- WORK REQUIRED:
I would like every line of the records below that contains the word "SqlitePool" copied.

(Records drawn from a dataset)
━━━━━━━━
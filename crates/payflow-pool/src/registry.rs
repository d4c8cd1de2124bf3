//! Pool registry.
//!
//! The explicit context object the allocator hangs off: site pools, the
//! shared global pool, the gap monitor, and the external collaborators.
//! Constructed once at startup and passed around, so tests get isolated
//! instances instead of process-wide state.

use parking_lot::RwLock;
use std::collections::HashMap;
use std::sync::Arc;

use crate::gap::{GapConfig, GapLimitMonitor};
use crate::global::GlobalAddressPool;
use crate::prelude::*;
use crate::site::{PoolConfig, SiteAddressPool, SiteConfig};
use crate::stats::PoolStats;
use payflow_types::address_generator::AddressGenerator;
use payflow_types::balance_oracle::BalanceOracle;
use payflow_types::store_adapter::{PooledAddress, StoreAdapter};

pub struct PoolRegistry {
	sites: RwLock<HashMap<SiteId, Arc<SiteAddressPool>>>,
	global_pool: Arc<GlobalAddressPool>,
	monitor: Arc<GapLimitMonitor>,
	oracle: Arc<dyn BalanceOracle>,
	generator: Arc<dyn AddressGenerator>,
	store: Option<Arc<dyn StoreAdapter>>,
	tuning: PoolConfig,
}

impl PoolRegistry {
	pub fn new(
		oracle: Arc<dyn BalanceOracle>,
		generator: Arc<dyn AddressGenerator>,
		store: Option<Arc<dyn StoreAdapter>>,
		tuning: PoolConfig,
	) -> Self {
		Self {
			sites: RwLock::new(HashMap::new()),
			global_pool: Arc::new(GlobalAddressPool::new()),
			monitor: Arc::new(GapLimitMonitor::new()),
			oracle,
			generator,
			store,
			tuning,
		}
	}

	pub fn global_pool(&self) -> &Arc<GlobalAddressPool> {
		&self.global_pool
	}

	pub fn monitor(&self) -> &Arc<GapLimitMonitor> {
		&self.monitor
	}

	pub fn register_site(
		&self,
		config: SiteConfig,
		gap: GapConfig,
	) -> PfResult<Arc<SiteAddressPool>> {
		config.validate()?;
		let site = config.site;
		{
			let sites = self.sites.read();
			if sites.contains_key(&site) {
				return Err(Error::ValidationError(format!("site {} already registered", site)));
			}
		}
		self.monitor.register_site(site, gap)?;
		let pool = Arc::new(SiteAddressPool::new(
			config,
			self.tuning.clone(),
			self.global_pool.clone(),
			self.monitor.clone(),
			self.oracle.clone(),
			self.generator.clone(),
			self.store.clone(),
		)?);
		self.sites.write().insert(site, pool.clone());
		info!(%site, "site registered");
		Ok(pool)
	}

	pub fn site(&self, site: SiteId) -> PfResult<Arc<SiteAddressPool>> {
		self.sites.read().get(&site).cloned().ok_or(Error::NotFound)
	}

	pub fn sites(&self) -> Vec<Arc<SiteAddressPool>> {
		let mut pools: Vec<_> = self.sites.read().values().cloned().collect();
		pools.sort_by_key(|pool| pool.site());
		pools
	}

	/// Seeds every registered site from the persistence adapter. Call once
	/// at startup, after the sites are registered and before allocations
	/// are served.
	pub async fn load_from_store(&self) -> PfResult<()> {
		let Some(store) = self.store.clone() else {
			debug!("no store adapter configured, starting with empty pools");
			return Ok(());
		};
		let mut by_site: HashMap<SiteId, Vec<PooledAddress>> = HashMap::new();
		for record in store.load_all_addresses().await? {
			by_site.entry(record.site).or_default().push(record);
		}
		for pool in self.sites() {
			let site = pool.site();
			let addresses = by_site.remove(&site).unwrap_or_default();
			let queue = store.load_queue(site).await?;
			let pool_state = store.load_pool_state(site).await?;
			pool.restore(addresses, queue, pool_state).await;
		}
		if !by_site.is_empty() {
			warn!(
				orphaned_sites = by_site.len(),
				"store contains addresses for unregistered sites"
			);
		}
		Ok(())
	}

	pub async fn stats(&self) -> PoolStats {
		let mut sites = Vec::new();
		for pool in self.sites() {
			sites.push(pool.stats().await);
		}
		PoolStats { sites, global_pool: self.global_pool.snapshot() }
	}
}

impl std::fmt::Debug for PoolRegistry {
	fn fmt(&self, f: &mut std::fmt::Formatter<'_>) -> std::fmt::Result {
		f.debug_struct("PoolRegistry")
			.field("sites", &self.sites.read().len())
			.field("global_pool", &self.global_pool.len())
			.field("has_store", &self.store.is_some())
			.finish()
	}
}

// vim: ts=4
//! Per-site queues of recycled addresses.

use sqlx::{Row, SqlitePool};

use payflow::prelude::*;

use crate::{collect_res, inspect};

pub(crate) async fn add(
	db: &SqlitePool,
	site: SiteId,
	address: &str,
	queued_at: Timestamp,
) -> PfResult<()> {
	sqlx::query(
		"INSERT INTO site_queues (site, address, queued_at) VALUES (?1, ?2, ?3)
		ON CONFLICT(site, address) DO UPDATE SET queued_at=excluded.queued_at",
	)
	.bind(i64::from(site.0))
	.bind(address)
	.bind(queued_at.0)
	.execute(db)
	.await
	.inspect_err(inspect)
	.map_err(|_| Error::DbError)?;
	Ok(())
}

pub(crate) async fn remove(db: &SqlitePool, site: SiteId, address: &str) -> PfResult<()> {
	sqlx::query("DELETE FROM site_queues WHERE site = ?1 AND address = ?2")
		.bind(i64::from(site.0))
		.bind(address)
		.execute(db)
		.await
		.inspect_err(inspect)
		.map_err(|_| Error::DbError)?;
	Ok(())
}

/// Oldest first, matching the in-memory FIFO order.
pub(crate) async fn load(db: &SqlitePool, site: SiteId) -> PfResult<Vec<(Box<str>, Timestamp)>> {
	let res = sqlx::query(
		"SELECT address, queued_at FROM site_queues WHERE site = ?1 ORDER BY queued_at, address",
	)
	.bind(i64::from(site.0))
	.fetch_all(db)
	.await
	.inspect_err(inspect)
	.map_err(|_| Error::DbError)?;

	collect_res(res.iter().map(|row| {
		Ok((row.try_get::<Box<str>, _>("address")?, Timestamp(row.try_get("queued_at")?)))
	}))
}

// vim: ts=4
━━━━━━━━
- RESULT BELOW:
use sqlx::{Row, SqlitePool};
	db: &SqlitePool,
pub(crate) async fn remove(db: &SqlitePool, site: SiteId, address: &str) -> PfResult<()> {
pub(crate) async fn load(db: &SqlitePool, site: SiteId) -> PfResult<Vec<(Box<str>, Timestamp)>> {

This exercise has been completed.